• _Requirement_:
Which lines of the data hold the word "levels"? Copy all of them.

[Stored data]
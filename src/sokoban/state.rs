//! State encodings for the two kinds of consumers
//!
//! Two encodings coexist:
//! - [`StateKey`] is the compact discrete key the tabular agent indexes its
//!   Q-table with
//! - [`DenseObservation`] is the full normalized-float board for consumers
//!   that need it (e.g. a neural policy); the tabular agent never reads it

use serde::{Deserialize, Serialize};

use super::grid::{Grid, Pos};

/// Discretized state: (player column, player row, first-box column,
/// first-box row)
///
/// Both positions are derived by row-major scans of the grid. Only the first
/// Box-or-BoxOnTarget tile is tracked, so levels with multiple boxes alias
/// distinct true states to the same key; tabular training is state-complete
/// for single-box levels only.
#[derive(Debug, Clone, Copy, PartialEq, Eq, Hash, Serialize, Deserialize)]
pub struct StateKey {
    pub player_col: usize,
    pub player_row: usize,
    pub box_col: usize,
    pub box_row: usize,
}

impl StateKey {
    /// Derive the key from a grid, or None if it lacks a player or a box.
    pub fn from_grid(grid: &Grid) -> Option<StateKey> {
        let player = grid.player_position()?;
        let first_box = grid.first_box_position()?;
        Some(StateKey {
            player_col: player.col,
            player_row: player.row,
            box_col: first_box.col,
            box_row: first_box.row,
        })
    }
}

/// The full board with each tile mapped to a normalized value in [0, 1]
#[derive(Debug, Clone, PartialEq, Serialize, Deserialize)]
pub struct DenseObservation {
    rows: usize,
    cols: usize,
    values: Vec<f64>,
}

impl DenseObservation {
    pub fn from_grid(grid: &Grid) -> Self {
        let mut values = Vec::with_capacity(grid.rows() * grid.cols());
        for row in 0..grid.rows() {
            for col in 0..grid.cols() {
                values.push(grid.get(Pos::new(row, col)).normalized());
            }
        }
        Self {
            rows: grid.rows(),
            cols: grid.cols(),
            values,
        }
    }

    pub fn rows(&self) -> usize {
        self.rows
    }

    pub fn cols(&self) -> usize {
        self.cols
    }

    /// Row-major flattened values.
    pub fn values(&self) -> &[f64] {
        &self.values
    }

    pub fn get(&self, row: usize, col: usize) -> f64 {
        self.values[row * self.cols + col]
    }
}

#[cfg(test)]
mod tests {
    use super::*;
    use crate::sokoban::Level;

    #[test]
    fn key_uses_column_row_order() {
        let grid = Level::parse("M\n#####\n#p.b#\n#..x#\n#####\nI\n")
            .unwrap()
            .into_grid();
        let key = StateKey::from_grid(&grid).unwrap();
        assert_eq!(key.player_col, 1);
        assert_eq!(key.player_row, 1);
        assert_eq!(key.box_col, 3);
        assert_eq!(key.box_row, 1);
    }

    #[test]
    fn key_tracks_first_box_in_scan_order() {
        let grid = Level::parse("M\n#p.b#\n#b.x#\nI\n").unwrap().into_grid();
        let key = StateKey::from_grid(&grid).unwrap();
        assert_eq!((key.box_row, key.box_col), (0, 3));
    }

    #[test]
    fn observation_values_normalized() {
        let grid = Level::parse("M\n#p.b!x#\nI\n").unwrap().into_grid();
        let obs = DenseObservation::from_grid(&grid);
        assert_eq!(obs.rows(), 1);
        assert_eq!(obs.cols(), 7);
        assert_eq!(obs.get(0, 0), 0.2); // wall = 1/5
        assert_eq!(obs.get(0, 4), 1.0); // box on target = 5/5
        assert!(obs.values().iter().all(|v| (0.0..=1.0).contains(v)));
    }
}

...

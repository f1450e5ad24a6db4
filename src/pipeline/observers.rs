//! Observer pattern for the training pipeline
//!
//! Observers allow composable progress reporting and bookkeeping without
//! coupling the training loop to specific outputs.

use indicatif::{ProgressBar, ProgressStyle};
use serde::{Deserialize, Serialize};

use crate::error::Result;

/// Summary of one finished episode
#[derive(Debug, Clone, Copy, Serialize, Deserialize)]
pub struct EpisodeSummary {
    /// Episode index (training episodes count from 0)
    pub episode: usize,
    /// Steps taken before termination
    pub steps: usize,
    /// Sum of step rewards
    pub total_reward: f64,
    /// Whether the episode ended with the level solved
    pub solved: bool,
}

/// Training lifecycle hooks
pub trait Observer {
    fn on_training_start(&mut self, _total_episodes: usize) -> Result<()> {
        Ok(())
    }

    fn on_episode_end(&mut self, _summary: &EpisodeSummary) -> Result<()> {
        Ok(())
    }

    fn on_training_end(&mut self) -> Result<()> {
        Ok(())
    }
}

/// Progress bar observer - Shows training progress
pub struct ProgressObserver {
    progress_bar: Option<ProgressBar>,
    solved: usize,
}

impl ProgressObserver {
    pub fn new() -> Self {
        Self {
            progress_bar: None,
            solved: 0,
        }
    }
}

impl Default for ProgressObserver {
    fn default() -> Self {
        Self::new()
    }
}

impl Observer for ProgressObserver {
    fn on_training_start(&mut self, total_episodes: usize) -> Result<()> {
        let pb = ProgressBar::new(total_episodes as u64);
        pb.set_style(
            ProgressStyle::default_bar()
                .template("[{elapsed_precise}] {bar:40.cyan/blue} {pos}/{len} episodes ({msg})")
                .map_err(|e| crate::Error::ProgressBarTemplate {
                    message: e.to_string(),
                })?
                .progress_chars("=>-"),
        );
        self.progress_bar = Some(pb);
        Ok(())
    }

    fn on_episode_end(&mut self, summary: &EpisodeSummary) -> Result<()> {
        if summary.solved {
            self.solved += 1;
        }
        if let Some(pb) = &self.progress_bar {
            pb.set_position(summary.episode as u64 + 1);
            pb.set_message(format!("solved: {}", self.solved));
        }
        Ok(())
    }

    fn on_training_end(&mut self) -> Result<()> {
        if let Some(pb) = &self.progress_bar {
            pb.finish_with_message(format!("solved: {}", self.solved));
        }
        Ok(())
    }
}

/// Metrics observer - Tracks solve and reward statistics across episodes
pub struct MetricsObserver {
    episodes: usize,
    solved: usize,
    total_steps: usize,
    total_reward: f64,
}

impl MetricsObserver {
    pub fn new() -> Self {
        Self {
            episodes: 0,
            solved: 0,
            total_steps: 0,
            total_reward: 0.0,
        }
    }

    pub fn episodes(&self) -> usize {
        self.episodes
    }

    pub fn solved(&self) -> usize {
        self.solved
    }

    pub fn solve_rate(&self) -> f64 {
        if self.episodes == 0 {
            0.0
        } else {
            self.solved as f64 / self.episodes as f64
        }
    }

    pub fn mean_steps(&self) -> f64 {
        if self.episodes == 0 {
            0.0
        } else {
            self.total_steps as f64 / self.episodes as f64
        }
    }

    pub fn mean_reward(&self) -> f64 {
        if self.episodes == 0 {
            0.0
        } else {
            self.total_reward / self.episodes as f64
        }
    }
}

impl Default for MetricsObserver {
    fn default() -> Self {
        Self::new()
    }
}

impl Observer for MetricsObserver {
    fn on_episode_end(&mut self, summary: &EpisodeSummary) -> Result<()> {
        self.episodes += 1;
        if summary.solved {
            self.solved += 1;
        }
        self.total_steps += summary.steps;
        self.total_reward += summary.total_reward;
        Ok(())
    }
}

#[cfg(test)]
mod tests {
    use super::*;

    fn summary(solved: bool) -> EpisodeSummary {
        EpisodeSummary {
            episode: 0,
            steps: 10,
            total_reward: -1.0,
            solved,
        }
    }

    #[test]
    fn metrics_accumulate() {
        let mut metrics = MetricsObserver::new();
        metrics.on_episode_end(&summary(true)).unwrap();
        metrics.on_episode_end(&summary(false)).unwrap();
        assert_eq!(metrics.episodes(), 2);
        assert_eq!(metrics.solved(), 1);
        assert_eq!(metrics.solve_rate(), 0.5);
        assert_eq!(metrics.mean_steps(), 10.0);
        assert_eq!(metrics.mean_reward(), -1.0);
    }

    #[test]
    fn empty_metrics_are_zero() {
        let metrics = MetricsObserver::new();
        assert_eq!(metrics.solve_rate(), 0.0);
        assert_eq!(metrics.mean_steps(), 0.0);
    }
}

• _Problem solution_:
/// Box-or-BoxOnTarget tile is tracked, so levels with multiple boxes alias
/// for single-box levels only.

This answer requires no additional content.